Merge pull request kubernetes#1609 from arjunrn/hpa-pod-resource-granularity

k8s-ci-robot · web-flow · commit d7306177022e · 2020-04-03T02:05:46.000-07:00
KEP for HPA scaling based on container resources
diff --git a/keps/sig-autoscaling/0001-container-resource-autoscaling.md b/keps/sig-autoscaling/0001-container-resource-autoscaling.md
@@ -0,0 +1,309 @@
+---
+title: Container Resource based Autoscaling
+authors:
+  - "@arjunrn"
+owning-sig: sig-autoscaling
+reviewers:
+  - "@josephburnett"
+  - "@mwielgus"
+approvers:
+  - "@josephburnett"
+creation-date: 2020-02-18
+last-updated: 2020-02-18
+status: provisional
+---
+
+# Kubernetes Enhancement Proposal Process
+
+## Table of Contents
+
+<!-- toc -->
+- [Summary](#summary)
+- [Motivation](#motivation)
+  - [Goals](#goals)
+  - [Non-Goals](#non-goals)
+- [Proposal](#proposal)
+  - [User Stories](#user-stories)
+    - [Multiple containers with different scaling thresholds](#multiple-containers-with-different-scaling-thresholds)

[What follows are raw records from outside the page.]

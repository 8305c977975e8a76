//! Persistence of [`PlayerProgress`] in a flat key-value store.
//!
//! Each field lives under its own key so that a single corrupt entry only
//! resets that field. Sets are stored as JSON arrays.

use std::collections::BTreeMap;
use std::str::FromStr;

use serde::de::DeserializeOwned;

use crate::catalog::{LEVELS, SkillId, level_for_xp, special_number};
use crate::error::StorageError;
use crate::game::PlayerProgress;

pub const KEY_XP: &str = "xp";
pub const KEY_LEVEL: &str = "level";
pub const KEY_TOTAL_GUESSES: &str = "totalGuesses";
pub const KEY_NUMBERS_FOUND: &str = "numbersFound";
pub const KEY_UNLOCKED_SKILLS: &str = "unlockedSkills";
pub const KEY_COLLECTED_NUMBERS: &str = "collectedNumbers";
pub const KEY_THEME: &str = "currentTheme";
pub const KEY_CURRENT_STREAK: &str = "currentStreak";
pub const KEY_BEST_STREAK: &str = "bestStreak";
pub const KEY_DIFFICULTY: &str = "difficulty";
pub const KEY_BEST_TIME_ATTACK: &str = "bestTimeAttackScore";
pub const KEY_MUSIC_ENABLED: &str = "musicEnabled";

pub trait KeyValueStore {
    fn get(&self, key: &str) -> Option<String>;
    fn set(&mut self, key: &str, value: &str) -> Result<(), StorageError>;
}

/// In-memory store for tests and headless use.
#[derive(Debug, Clone, Default, PartialEq, Eq)]
pub struct MemoryStore {
    entries: BTreeMap<String, String>,
}

impl MemoryStore {
    pub fn new() -> Self {
        Self::default()
    }

    pub fn with_entry(mut self, key: &str, value: &str) -> Self {
        self.entries.insert(key.to_string(), value.to_string());
        self
    }

    pub fn len(&self) -> usize {
        self.entries.len()
    }

    pub fn is_empty(&self) -> bool {
        self.entries.is_empty()
    }
}

impl KeyValueStore for MemoryStore {
    fn get(&self, key: &str) -> Option<String> {
        self.entries.get(key).cloned()
    }

    fn set(&mut self, key: &str, value: &str) -> Result<(), StorageError> {
        self.entries.insert(key.to_string(), value.to_string());
        Ok(())
    }
}

/// `window.localStorage`.
pub struct LocalStore {
    storage: web_sys::Storage,
}

impl LocalStore {
    pub fn open() -> Result<Self, StorageError> {
        let storage = web_sys::window()
            .and_then(|w| w.local_storage().ok().flatten())
            .ok_or(StorageError::Unavailable)?;
        Ok(Self { storage })
    }
}

impl KeyValueStore for LocalStore {
    fn get(&self, key: &str) -> Option<String> {
        self.storage.get_item(key).ok().flatten()
    }

    fn set(&mut self, key: &str, value: &str) -> Result<(), StorageError> {
        self.storage
            .set_item(key, value)
            .map_err(|_| StorageError::Write(key.to_string()))
    }
}

/// Either store, so the web adapter can degrade to memory when storage is blocked.
pub enum BrowserStore {
    Local(LocalStore),
    Memory(MemoryStore),
}

impl BrowserStore {
    pub fn open() -> Self {
        match LocalStore::open() {
            Ok(local) => Self::Local(local),
            Err(e) => {
                log::warn!("{e}; progress will not survive a reload");
                Self::Memory(MemoryStore::new())
            }
        }
    }
}

impl KeyValueStore for BrowserStore {
    fn get(&self, key: &str) -> Option<String> {
        match self {
            Self::Local(s) => s.get(key),
            Self::Memory(s) => s.get(key),
        }
    }

    fn set(&mut self, key: &str, value: &str) -> Result<(), StorageError> {
        match self {
            Self::Local(s) => s.set(key, value),
            Self::Memory(s) => s.set(key, value),
        }
    }
}

// -----------------------------------------------------------------------------
// Load / save
// -----------------------------------------------------------------------------

fn field<T: FromStr>(store: &impl KeyValueStore, key: &str) -> Option<T> {
    let raw = store.get(key)?;
    let parsed = raw.trim().parse().ok();
    if parsed.is_none() {
        log::warn!("ignoring unreadable value for '{key}'");
    }
    parsed
}

fn json_field<T: DeserializeOwned>(store: &impl KeyValueStore, key: &str) -> Option<T> {
    let raw = store.get(key)?;
    let parsed = serde_json::from_str(&raw).ok();
    if parsed.is_none() {
        log::warn!("ignoring unreadable value for '{key}'");
    }
    parsed
}

/// Reads progress, substituting the default for every missing or corrupt field.
pub fn load_progress(store: &impl KeyValueStore) -> PlayerProgress {
    let defaults = PlayerProgress::default();

    let xp = field(store, KEY_XP).unwrap_or(defaults.xp);
    let stored_level: u32 = field(store, KEY_LEVEL).unwrap_or(defaults.level);
    let level = stored_level.max(level_for_xp(xp)).clamp(1, LEVELS.len() as u32);

    let unlocked_skills = json_field::<Vec<String>>(store, KEY_UNLOCKED_SKILLS)
        .map(|ids| ids.iter().filter_map(|id| id.parse::<SkillId>().ok()).collect())
        .unwrap_or_default();

    let collected_numbers = json_field::<Vec<serde_json::Value>>(store, KEY_COLLECTED_NUMBERS)
        .map(|keys| {
            keys.iter()
                .filter_map(|v| match v {
                    serde_json::Value::String(s) => s.parse::<u32>().ok(),
                    other => other.as_u64().and_then(|n| u32::try_from(n).ok()),
                })
                .filter(|&n| special_number(n).is_some())
                .map(|n| n.to_string())
                .collect()
        })
        .unwrap_or_default();

    let current_streak: u32 = field(store, KEY_CURRENT_STREAK).unwrap_or(defaults.current_streak);
    let best_streak = field::<u32>(store, KEY_BEST_STREAK)
        .unwrap_or(defaults.best_streak)
        .max(current_streak);

    PlayerProgress {
        xp,
        level,
        total_guesses: field(store, KEY_TOTAL_GUESSES).unwrap_or(defaults.total_guesses),
        numbers_found: field(store, KEY_NUMBERS_FOUND).unwrap_or(defaults.numbers_found),
        current_streak,
        best_streak,
        unlocked_skills,
        collected_numbers,
        difficulty: field(store, KEY_DIFFICULTY).unwrap_or(defaults.difficulty),
        theme: field(store, KEY_THEME).unwrap_or(defaults.theme),
        best_time_attack_score: field(store, KEY_BEST_TIME_ATTACK)
            .unwrap_or(defaults.best_time_attack_score),
        music_enabled: field(store, KEY_MUSIC_ENABLED).unwrap_or(defaults.music_enabled),
    }
}

/// Writes every field. Callers invoke this once per action, after all fields
/// that change together (xp and level, streaks) have been updated.
pub fn save_progress(
    store: &mut impl KeyValueStore,
    progress: &PlayerProgress,
) -> Result<(), StorageError> {
    let skills: Vec<&str> = progress.unlocked_skills.iter().map(|s| s.as_str()).collect();
    let skills = serde_json::to_string(&skills).map_err(|_| StorageError::Write(KEY_UNLOCKED_SKILLS.into()))?;
    let collected = serde_json::to_string(&progress.collected_numbers)
        .map_err(|_| StorageError::Write(KEY_COLLECTED_NUMBERS.into()))?;

    store.set(KEY_XP, &progress.xp.to_string())?;
    store.set(KEY_LEVEL, &progress.level.to_string())?;
    store.set(KEY_TOTAL_GUESSES, &progress.total_guesses.to_string())?;
    store.set(KEY_NUMBERS_FOUND, &progress.numbers_found.to_string())?;
    store.set(KEY_UNLOCKED_SKILLS, &skills)?;
    store.set(KEY_COLLECTED_NUMBERS, &collected)?;
    store.set(KEY_THEME, progress.theme.as_str())?;
    store.set(KEY_CURRENT_STREAK, &progress.current_streak.to_string())?;
    store.set(KEY_BEST_STREAK, &progress.best_streak.to_string())?;
    store.set(KEY_DIFFICULTY, progress.difficulty.as_str())?;
    store.set(KEY_BEST_TIME_ATTACK, &progress.best_time_attack_score.to_string())?;
    store.set(KEY_MUSIC_ENABLED, &progress.music_enabled.to_string())?;
    Ok(())
}

#[cfg(test)]
mod tests {
    use super::*;
    use crate::catalog::{DifficultyId, ThemeId};

    #[test]
    fn test_empty_store_yields_defaults() {
        assert_eq!(load_progress(&MemoryStore::new()), PlayerProgress::default());
    }

    #[test]
    fn test_save_then_load_is_identity() {
        let mut progress = PlayerProgress {
            xp: 321,
            level: 3,
            total_guesses: 12,
            numbers_found: 9,
            current_streak: 2,
            best_streak: 5,
            difficulty: DifficultyId::Master,
            theme: ThemeId::Ocean,
            best_time_attack_score: 7,
            music_enabled: true,
            ..Default::default()
        };
        progress.unlocked_skills.insert(SkillId::PrimeVision);
        progress.unlocked_skills.insert(SkillId::RangeBoost);
        progress.collected_numbers.insert("7".into());
        progress.collected_numbers.insert("137".into());

        let mut store = MemoryStore::new();
        save_progress(&mut store, &progress).unwrap();
        assert_eq!(store.len(), 12);
        assert_eq!(load_progress(&store), progress);
        assert_eq!(store.get(KEY_UNLOCKED_SKILLS).as_deref(), Some(r#"["range-boost","prime-vision"]"#));
    }

    #[test]
    fn test_corrupt_fields_fall_back_individually() {
        let store = MemoryStore::new()
            .with_entry(KEY_XP, "lots")
            .with_entry(KEY_TOTAL_GUESSES, "17")
            .with_entry(KEY_UNLOCKED_SKILLS, "{broken")
            .with_entry(KEY_DIFFICULTY, "impossible")
            .with_entry(KEY_THEME, "nebula")
            .with_entry(KEY_MUSIC_ENABLED, "maybe");
        let p = load_progress(&store);
        assert_eq!(p.xp, 0);
        assert_eq!(p.total_guesses, 17);
        assert!(p.unlocked_skills.is_empty());
        assert_eq!(p.difficulty, DifficultyId::Explorer);
        assert_eq!(p.theme, ThemeId::Nebula);
        assert!(!p.music_enabled);
    }

    #[test]
    fn test_load_repairs_inconsistent_values() {
        let store = MemoryStore::new()
            .with_entry(KEY_XP, "350")
            .with_entry(KEY_LEVEL, "1")
            .with_entry(KEY_CURRENT_STREAK, "4")
            .with_entry(KEY_BEST_STREAK, "2")
            .with_entry(KEY_UNLOCKED_SKILLS, r#"["time-warp","x-ray"]"#)
            .with_entry(KEY_COLLECTED_NUMBERS, r#"["42", 7, "8"]"#);
        let p = load_progress(&store);
        assert_eq!(p.level, 3);
        assert_eq!(p.best_streak, 4);
        assert_eq!(p.unlocked_skills.into_iter().collect::<Vec<_>>(), vec![SkillId::TimeWarp]);
        assert_eq!(
            p.collected_numbers.into_iter().collect::<Vec<_>>(),
            vec!["42".to_string(), "7".to_string()]
        );
    }
}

+    - [Multiple containers but only scaling for one.](#multiple-containers-but-only-scaling-for-one)
+    - [Add container metrics to existing pod resource metric.](#add-container-metrics-to-existing-pod-resource-metric)
+  - [Risks and Mitigations](#risks-and-mitigations)

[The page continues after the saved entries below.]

//! Error taxonomy. None of these are fatal: validation errors become
//! `ValidationFailed` events, unlock errors are swallowed, and storage/config
//! errors fall back to defaults.

use thiserror::Error;

/// A guess the engine refuses to process.
#[derive(Debug, Clone, PartialEq, Eq, Error)]
pub enum GuessError {
    #[error("'{0}' is not a number")]
    NotANumber(String),
    #[error("{guess} is outside {min}-{max}")]
    OutOfRange { guess: i64, min: u32, max: u32 },
}

/// Why a skill purchase was a no-op.
#[derive(Debug, Clone, PartialEq, Eq, Error)]
pub enum UnlockError {
    #[error("skill already unlocked")]
    AlreadyUnlocked,
    #[error("not enough xp: have {have}, need {cost}")]
    InsufficientXp { have: u32, cost: u32 },
}

#[derive(Debug, Clone, PartialEq, Eq, Error)]
pub enum StorageError {
    #[error("local storage unavailable")]
    Unavailable,
    #[error("failed to write key '{0}'")]
    Write(String),
}

/// Unknown identifier coming from the page or from storage.
#[derive(Debug, Clone, PartialEq, Eq, Error)]
#[error("unknown {kind} '{value}'")]
pub struct ParseIdError {
    pub kind: &'static str,
    pub value: String,
}

impl ParseIdError {
    pub(crate) fn new(kind: &'static str, value: &str) -> Self {
        Self {
            kind,
            value: value.to_string(),
        }
    }
}

#[derive(Debug, Error)]
pub enum ConfigError {
    #[error("invalid engine config: {0}")]
    Json(#[from] serde_json::Error),
    #[error("invalid engine config: {0}")]
    Invalid(&'static str),
}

+- [Design Details](#design-details)
+  - [Test Plan](#test-plan)
+  - [Graduation Criteria](#graduation-criteria)
+  - [Upgrade/Downgrade Strategy](#upgradedowngrade-strategy)

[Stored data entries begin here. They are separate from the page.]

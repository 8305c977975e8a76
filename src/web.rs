//! Browser glue: the single live [`Game`], the 1 s countdown interval, and the
//! bridge that turns engine events into DOM `CustomEvent`s.
//!
//! Every exported action runs the engine with the game borrowed, releases the
//! borrow, reconciles the countdown with the session's timer ticket, and only
//! then notifies the page. Page listeners may therefore call straight back into
//! the exported functions.

use std::cell::{Cell, RefCell};

use wasm_bindgen::JsCast;
use wasm_bindgen::prelude::*;
use web_sys::{CustomEvent, CustomEventInit, console, window};

use crate::config::EngineConfig;
use crate::game::{Action, Game, GameEvent, Mode, TimerTicket};
use crate::storage::BrowserStore;

/// Name of the `CustomEvent` dispatched on `window` for every engine event.
/// `event.detail` holds the JSON-encoded [`GameEvent`].
pub const EVENT_NAME: &str = "cosmic-guess";

const TICK_MS: i32 = 1_000;

struct Countdown {
    ticket: TimerTicket,
    handle: i32,
    callback: Closure<dyn FnMut()>,
}

#[derive(Default)]
struct Scheduler {
    live: Option<Countdown>,
    // Cancelled callbacks; one of them may still be on the stack, so they are
    // only dropped once no tick is running.
    retired: Vec<Closure<dyn FnMut()>>,
}

thread_local! {
    static GAME: RefCell<Option<Game<BrowserStore>>> = RefCell::new(None);
    static SCHEDULER: RefCell<Scheduler> = RefCell::new(Scheduler::default());
    static IN_TICK: Cell<bool> = Cell::new(false);
}

// --- Logging -----------------------------------------------------------------

/// `log` backend writing to the browser console.
struct ConsoleLogger;

impl log::Log for ConsoleLogger {
    fn enabled(&self, metadata: &log::Metadata) -> bool {
        metadata.level() <= log::max_level()
    }

    fn log(&self, record: &log::Record) {
        if !self.enabled(record.metadata()) {
            return;
        }
        let line = JsValue::from_str(&format!("[{}] {}", record.target(), record.args()));
        match record.level() {
            log::Level::Error => console::error_1(&line),
            log::Level::Warn => console::warn_1(&line),
            log::Level::Info => console::info_1(&line),
            log::Level::Debug | log::Level::Trace => console::debug_1(&line),
        }
    }

    fn flush(&self) {}
}

static LOGGER: ConsoleLogger = ConsoleLogger;

pub(crate) fn init_logging() {
    let level = if cfg!(debug_assertions) {
        log::LevelFilter::Debug
    } else {
        log::LevelFilter::Info
    };
    if log::set_logger(&LOGGER).is_ok() {
        log::set_max_level(level);
    }
}

// --- Lifecycle ---------------------------------------------------------------

pub(crate) fn start(config_json: Option<String>) -> Result<(), JsValue> {
    let config = match config_json.as_deref() {
        Some(json) => EngineConfig::from_json(json).unwrap_or_else(|e| {
            log::warn!("{e}; using defaults");
            EngineConfig::default()
        }),
        None => EngineConfig::default(),
    };
    let game = Game::new(config, BrowserStore::open());
    GAME.with(|cell| cell.replace(Some(game)));
    run(Action::StartNewGame)
}

/// Drops the live game and cancels its countdown.
#[wasm_bindgen]
pub fn shutdown_game() -> Result<(), JsValue> {
    GAME.with(|cell| cell.replace(None));
    sync_countdown(None)
}

fn run(action: Action) -> Result<(), JsValue> {
    let outcome = GAME.with(|cell| {
        cell.borrow_mut()
            .as_mut()
            .map(|game| (game.dispatch(action), game.timer_ticket()))
    });
    let Some((events, ticket)) = outcome else {
        return Err(JsValue::from_str("start_game has not been called"));
    };
    sync_countdown(ticket)?;
    emit(&events)
}

/// Makes the browser interval match the engine's live ticket: at most one
/// countdown exists, and it is replaced whenever the ticket changes.
fn sync_countdown(ticket: Option<TimerTicket>) -> Result<(), JsValue> {
    SCHEDULER.with(|cell| {
        let mut sched = cell.borrow_mut();
        if !IN_TICK.with(Cell::get) {
            sched.retired.clear();
        }
        if sched.live.as_ref().map(|c| c.ticket) == ticket {
            return Ok(());
        }
        if let Some(old) = sched.live.take() {
            if let Some(win) = window() {
                win.clear_interval_with_handle(old.handle);
            }
            sched.retired.push(old.callback);
        }
        let Some(ticket) = ticket else {
            return Ok(());
        };

        let win = window().ok_or_else(|| JsValue::from_str("no window"))?;
        let callback = Closure::wrap(Box::new(move || {
            IN_TICK.with(|t| t.set(true));
            let result = run(Action::Tick(ticket));
            IN_TICK.with(|t| t.set(false));
            if let Err(e) = result {
                log::error!("countdown tick failed: {e:?}");
            }
        }) as Box<dyn FnMut()>);
        let handle = win.set_interval_with_callback_and_timeout_and_arguments_0(
            callback.as_ref().unchecked_ref(),
            TICK_MS,
        )?;
        sched.live = Some(Countdown {
            ticket,
            handle,
            callback,
        });
        Ok(())
    })
}

fn emit(events: &[GameEvent]) -> Result<(), JsValue> {
    if events.is_empty() {
        return Ok(());
    }
    let win = window().ok_or_else(|| JsValue::from_str("no window"))?;
    for event in events {
        let json = serde_json::to_string(event).map_err(|e| JsValue::from_str(&e.to_string()))?;
        let init = CustomEventInit::new();
        init.set_detail(&JsValue::from_str(&json));
        let dom_event = CustomEvent::new_with_event_init_dict(EVENT_NAME, &init)?;
        win.dispatch_event(&dom_event)?;
    }
    Ok(())
}

/// Parses an identifier coming from the page. Unknown values are logged and
/// the action is dropped.
fn parse_or_ignore<T>(raw: &str) -> Option<T>
where
    T: std::str::FromStr,
    T::Err: std::fmt::Display,
{
    raw.parse()
        .map_err(|e: T::Err| log::warn!("{e}"))
        .ok()
}

// --- Action surface ----------------------------------------------------------

#[wasm_bindgen]
pub fn submit_guess(value: String) -> Result<(), JsValue> {
    run(Action::SubmitGuess(value))
}

#[wasm_bindgen]
pub fn start_new_game() -> Result<(), JsValue> {
    run(Action::StartNewGame)
}

#[wasm_bindgen]
pub fn change_difficulty(id: &str) -> Result<(), JsValue> {
    match parse_or_ignore(id) {
        Some(difficulty) => run(Action::ChangeDifficulty(difficulty)),
        None => Ok(()),
    }
}

#[wasm_bindgen]
pub fn change_mode(mode: &str) -> Result<(), JsValue> {
    match parse_or_ignore::<Mode>(mode) {
        Some(mode) => run(Action::ChangeMode(mode)),
        None => Ok(()),
    }
}

#[wasm_bindgen]
pub fn change_time_attack_duration(seconds: u32) -> Result<(), JsValue> {
    run(Action::ChangeTimeAttackDuration(seconds))
}

#[wasm_bindgen]
pub fn unlock_skill(id: &str) -> Result<(), JsValue> {
    match parse_or_ignore(id) {
        Some(skill) => run(Action::UnlockSkill(skill)),
        None => Ok(()),
    }
}

#[wasm_bindgen]
pub fn change_theme(id: &str) -> Result<(), JsValue> {
    match parse_or_ignore(id) {
        Some(theme) => run(Action::ChangeTheme(theme)),
        None => Ok(()),
    }
}

#[wasm_bindgen]
pub fn set_music_enabled(enabled: bool) -> Result<(), JsValue> {
    run(Action::SetMusicEnabled(enabled))
}

/// JSON view of the session and progress for a full re-render.
#[wasm_bindgen]
pub fn snapshot() -> Result<String, JsValue> {
    GAME.with(|cell| {
        let guard = cell.borrow();
        let game = guard
            .as_ref()
            .ok_or_else(|| JsValue::from_str("start_game has not been called"))?;
        serde_json::to_string(&game.snapshot()).map_err(|e| JsValue::from_str(&e.to_string()))
    })
}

+- [Implementation History](#implementation-history)
+<!-- /toc -->
+
+## Summary
+
+The Horizontal Pod Autoscaler supports scaling of targets based on the resource usage
+of the pods in the target. The resource usage of pods is calculated as the sum
+of the individual container usage values of the pod. This is unsuitable for workloads where
+the usage of the containers are not strongly correlated or do not change in lockstep. This KEP
+suggests that when scaling based on resource usage the HPA also provide an option
+to consider the usages of individual containers to make scaling decisions.
+
+## Motivation
+
+An HPA is used to ensure that a scaling target is scaled up or down in such a way that the
+specificed current metric values are always maintained at a certain level. Resource based
+autoscaling is the most basic approach to autoscaling and has been present in the HPA spec since `v1`.
+In this mode the HPA controller fetches the current resource metrics for all the pods of a scaling
+target and then computes how many pods should be added or removed based on the current usage to
+achieve the target average usage.
+
+For performance critical applications where the resource usage of individual containers needs to
+be configured individually the default behavior of the HPA controller may be unsuitable. When
+there are multiple containers in the pod their individual resource usages may not have a direct
+correlation or may grow at different rates as the load changes. There are several reasons for this:
+
+  - A sidecar container is only providing an auxiliary service such as log shipping. If the
+    application does not log very frequently or does not produce logs in its hotpath then the usage of
+    the log shipper will not grow.
+  - A sidecar container which provides authentication. Due to heavy caching the usage will only
+    increase slightly when the load on the main container increases. In the current blended usage
+    calculation approach this usually results in the the HPA not scaling up the deployment because
+    the blended usage is still low.
+  - A sidecar may be injected without resources set which prevents scaling based on utilization. In
+    the current logic the HPA controller can only scale on absolute resource usage of the pod when
+    the resource requests are not set.
+
+The optimum usage of the containers may also be at different levels. Hence the HPA should offer
+a way to specify the target usage in a more fine grained manner.
+
+### Goals
+
+- Make HPA scale based on individual container resources usage
+- Alias the resource metric source to pod resource metric source.
+
+### Non-Goals
+- Configurable aggregation for containers resources in pods.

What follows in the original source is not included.